With tensions rising in the Indo-Pacific, Beijing’s new triumphalism takes aim at one-time ally U.S., while Washington and its regional partners embrace former foe Japan’s historical revisionism.

Shifting World War II Memory in East Asia Signals Newly Emerging Global Alliances

A man and child look at display at an exhibition on the War of Resistance against Japanese Aggression at the military museum in Beijing on Thursday, Sept. 3, 2020.

Credit: AP Photo/Ng Han Guan

Summer is a busy time for World War II remembrance in East Asia. 

Every year on August 6 and 9, the Japanese commemorate the nuclear bombings of Hiroshima and Nagasaki, which killed 200,000 civilians during the final days of World War II. On August 14, people across Asia recall the sufferings of the wartime sex slaves – euphemistically called “comfort women” – that fell victim to Japanese military abusers. On the following day, on which in 1945 Imperial Japan announced its unconditional surrender, North and South Korea celebrate National Liberation Day as Japanese cabinet leaders make ritual offerings at controversial war shrines to mourn their war dead.
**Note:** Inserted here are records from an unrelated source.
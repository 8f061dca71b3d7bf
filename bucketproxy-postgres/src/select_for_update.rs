//! Coordination through row locks taken by `SELECT ... FOR UPDATE`.
//!
//! Each attempt runs in its own transaction. A key without a row gets a placeholder row
//! (`state` NULL) inserted with `ON CONFLICT DO NOTHING` so there is something to lock; racing
//! first writers queue on that insert instead of failing. Serialization failures and detected
//! deadlocks roll the attempt back and are retried through the configured [`RetryPolicy`], so
//! the transition may run more than once per call.

use crate::settings::SqlProxyConfiguration;
use crate::sql::{self, apply_lock_timeout, bind_key, classify, Stored};
use async_trait::async_trait;
use bucketproxy::{
    Backend, ConfigError, CycleContext, ExpirationPolicy, KeyRef, ProxyError, ProxyResult,
    RetryPolicy, Transition,
};

#[derive(Debug, Clone)]
pub struct SelectForUpdateBackend {
    config: SqlProxyConfiguration,
    retry: RetryPolicy,
}

impl SelectForUpdateBackend {
    /// Backend retrying conflicts with the default policy (5 attempts).
    pub fn new(config: SqlProxyConfiguration) -> Self {
        Self { config, retry: RetryPolicy::default() }
    }

    /// Bound conflict retries by attempts, elapsed time, or both.
    pub fn with_retry_policy(mut self, retry: RetryPolicy) -> Self {
        self.retry = retry;
        self
    }

    pub fn configuration(&self) -> &SqlProxyConfiguration {
        &self.config
    }

    pub fn retry_policy(&self) -> &RetryPolicy {
        &self.retry
    }

    /// Delete up to `batch_size` expired rows, skipping rows locked by running cycles.
    pub async fn remove_expired(&self, batch_size: i64) -> ProxyResult<u64> {
        sql::remove_expired(&self.config, batch_size).await
    }

    async fn attempt<T>(
        &self,
        key: KeyRef<'_>,
        transition: &T,
        ctx: &CycleContext,
    ) -> ProxyResult<T::Output>
    where
        T: Transition,
    {
        let guard = ctx.guard();
        let queries = self.config.queries();

        let mut tx = self.config.pool().begin().await.map_err(|e| classify(e, guard))?;
        apply_lock_timeout(&mut tx, guard).await?;

        let mut row = bind_key(sqlx::query(&queries.select_for_update), key)
            .fetch_optional(&mut *tx)
            .await
            .map_err(|e| classify(e, guard))?;
        if row.is_none() {
            bind_key(sqlx::query(&queries.insert_placeholder), key)
                .execute(&mut *tx)
                .await
                .map_err(|e| classify(e, guard))?;
            row = bind_key(sqlx::query(&queries.select_for_update), key)
                .fetch_optional(&mut *tx)
                .await
                .map_err(|e| classify(e, guard))?;
        }
        let stored = Stored::from_row(row).map_err(|e| classify(e, guard))?;
        if !stored.exists {
            return Err(ProxyError::Conflict("row vanished before it could be locked".into()));
        }

        let (state, output) = transition
            .apply(stored.state.as_deref())
            .map_err(ProxyError::TransitionFailed)?
            .into_parts();

        match state {
            Some(state) => {
                queries
                    .write(key, state, ctx.expiration())
                    .execute(&mut *tx)
                    .await
                    .map_err(|e| classify(e, guard))?;
                tx.commit().await.map_err(|e| classify(e, guard))?;
            }
            // Nothing to persist; rolling back also discards a placeholder inserted above.
            None => tx.rollback().await.map_err(|e| classify(e, guard))?,
        }
        Ok(output)
    }
}

#[async_trait]
impl Backend for SelectForUpdateBackend {
    fn name(&self) -> &'static str {
        "postgres-select-for-update"
    }

    fn validate(&self, expiration: &ExpirationPolicy) -> Result<(), ConfigError> {
        sql::validate_expiration(&self.config, expiration)
    }

    async fn execute<T>(
        &self,
        key: KeyRef<'_>,
        transition: &T,
        ctx: &CycleContext,
    ) -> ProxyResult<T::Output>
    where
        T: Transition,
    {
        self.config.check_key(key)?;
        self.retry
            .execute(|attempt| {
                if attempt > 0 {
                    tracing::debug!(
                        target: "bucketproxy::postgres",
                        attempt,
                        key = %key,
                        "retrying row-lock cycle"
                    );
                }
                self.attempt(key, transition, ctx)
            })
            .await
    }

    async fn read(&self, key: KeyRef<'_>, ctx: &CycleContext) -> ProxyResult<Option<Vec<u8>>> {
        sql::read_state(&self.config, key, ctx).await
    }

    async fn remove(&self, key: KeyRef<'_>, ctx: &CycleContext) -> ProxyResult<bool> {
        sql::delete_state(&self.config, key, ctx).await
    }
}
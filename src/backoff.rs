//! Backoff schedules for row-lock retries and lost compare-and-swap races.
//!
//! Attempt index `0` is the initial try (no delay); retries start at `attempt = 1`.
//! Delays saturate at [`MAX_BACKOFF`] instead of overflowing.
//!
//! ```rust
//! use std::time::Duration;
//! use bucketproxy::Backoff;
//!
//! let backoff = Backoff::exponential(Duration::from_millis(10))
//!     .with_max(Duration::from_millis(50))
//!     .unwrap();
//! assert_eq!(backoff.delay(0), Duration::ZERO);
//! assert_eq!(backoff.delay(1), Duration::from_millis(10));
//! assert_eq!(backoff.delay(3), Duration::from_millis(40));
//! assert_eq!(backoff.delay(4), Duration::from_millis(50)); // capped
//! ```

use crate::error::ConfigError;
use std::time::Duration;

/// Upper bound applied when a computed delay would overflow (1 minute).
pub const MAX_BACKOFF: Duration = Duration::from_secs(60);

#[derive(Debug, Clone, Copy, PartialEq, Eq)]
enum Schedule {
    Constant(Duration),
    Exponential { base: Duration, max: Option<Duration> },
}

/// Delay schedule between attempts.
#[derive(Debug, Clone, Copy, PartialEq, Eq)]
pub struct Backoff {
    schedule: Schedule,
}

impl Backoff {
    /// Same delay before every retry.
    pub fn constant(delay: Duration) -> Self {
        Self { schedule: Schedule::Constant(delay) }
    }

    /// `base * 2^(attempt - 1)`, uncapped until [`with_max`](Self::with_max).
    pub fn exponential(base: Duration) -> Self {
        Self { schedule: Schedule::Exponential { base, max: None } }
    }

    /// Cap an exponential schedule. Constant schedules accept any cap at or above their delay
    /// and ignore it.
    pub fn with_max(mut self, max: Duration) -> Result<Self, ConfigError> {
        match &mut self.schedule {
            Schedule::Exponential { base, max: existing } => {
                if max < *base {
                    return Err(ConfigError::MaxLessThanBase { base: *base, max });
                }
                *existing = Some(max);
            }
            Schedule::Constant(delay) => {
                if max < *delay {
                    return Err(ConfigError::MaxLessThanBase { base: *delay, max });
                }
            }
        }
        Ok(self)
    }

    pub fn delay(&self, attempt: usize) -> Duration {
        if attempt == 0 {
            return Duration::ZERO;
        }
        match self.schedule {
            Schedule::Constant(delay) => delay.min(MAX_BACKOFF),
            Schedule::Exponential { base, max } => {
                let exponent = attempt.saturating_sub(1).min(u32::MAX as usize) as u32;
                let multiplier = 2u128.saturating_pow(exponent);
                let nanos = base.as_nanos().saturating_mul(multiplier);
                let delay = Duration::from_nanos(nanos.min(MAX_BACKOFF.as_nanos()) as u64);
                max.map_or(delay, |m| delay.min(m)).min(MAX_BACKOFF)
            }
        }
    }
}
Tomorrow, the People’s Republic of China will commemorate victory in what it calls the “Chinese People’s War of Resistance against Japanese Aggression.” The annual celebration on September 3 is one of two recently established official holidays in China commemorating its World War II struggle.

As nations and their leaders revisit the past, they revise and refocus their memory to align with present needs and concerns. And with geopolitical tensions approaching boiling point, East Asia’s murky memoryscape has recently seen several remarkable shifts that outline the newly emerging alliances in a looming conflict. 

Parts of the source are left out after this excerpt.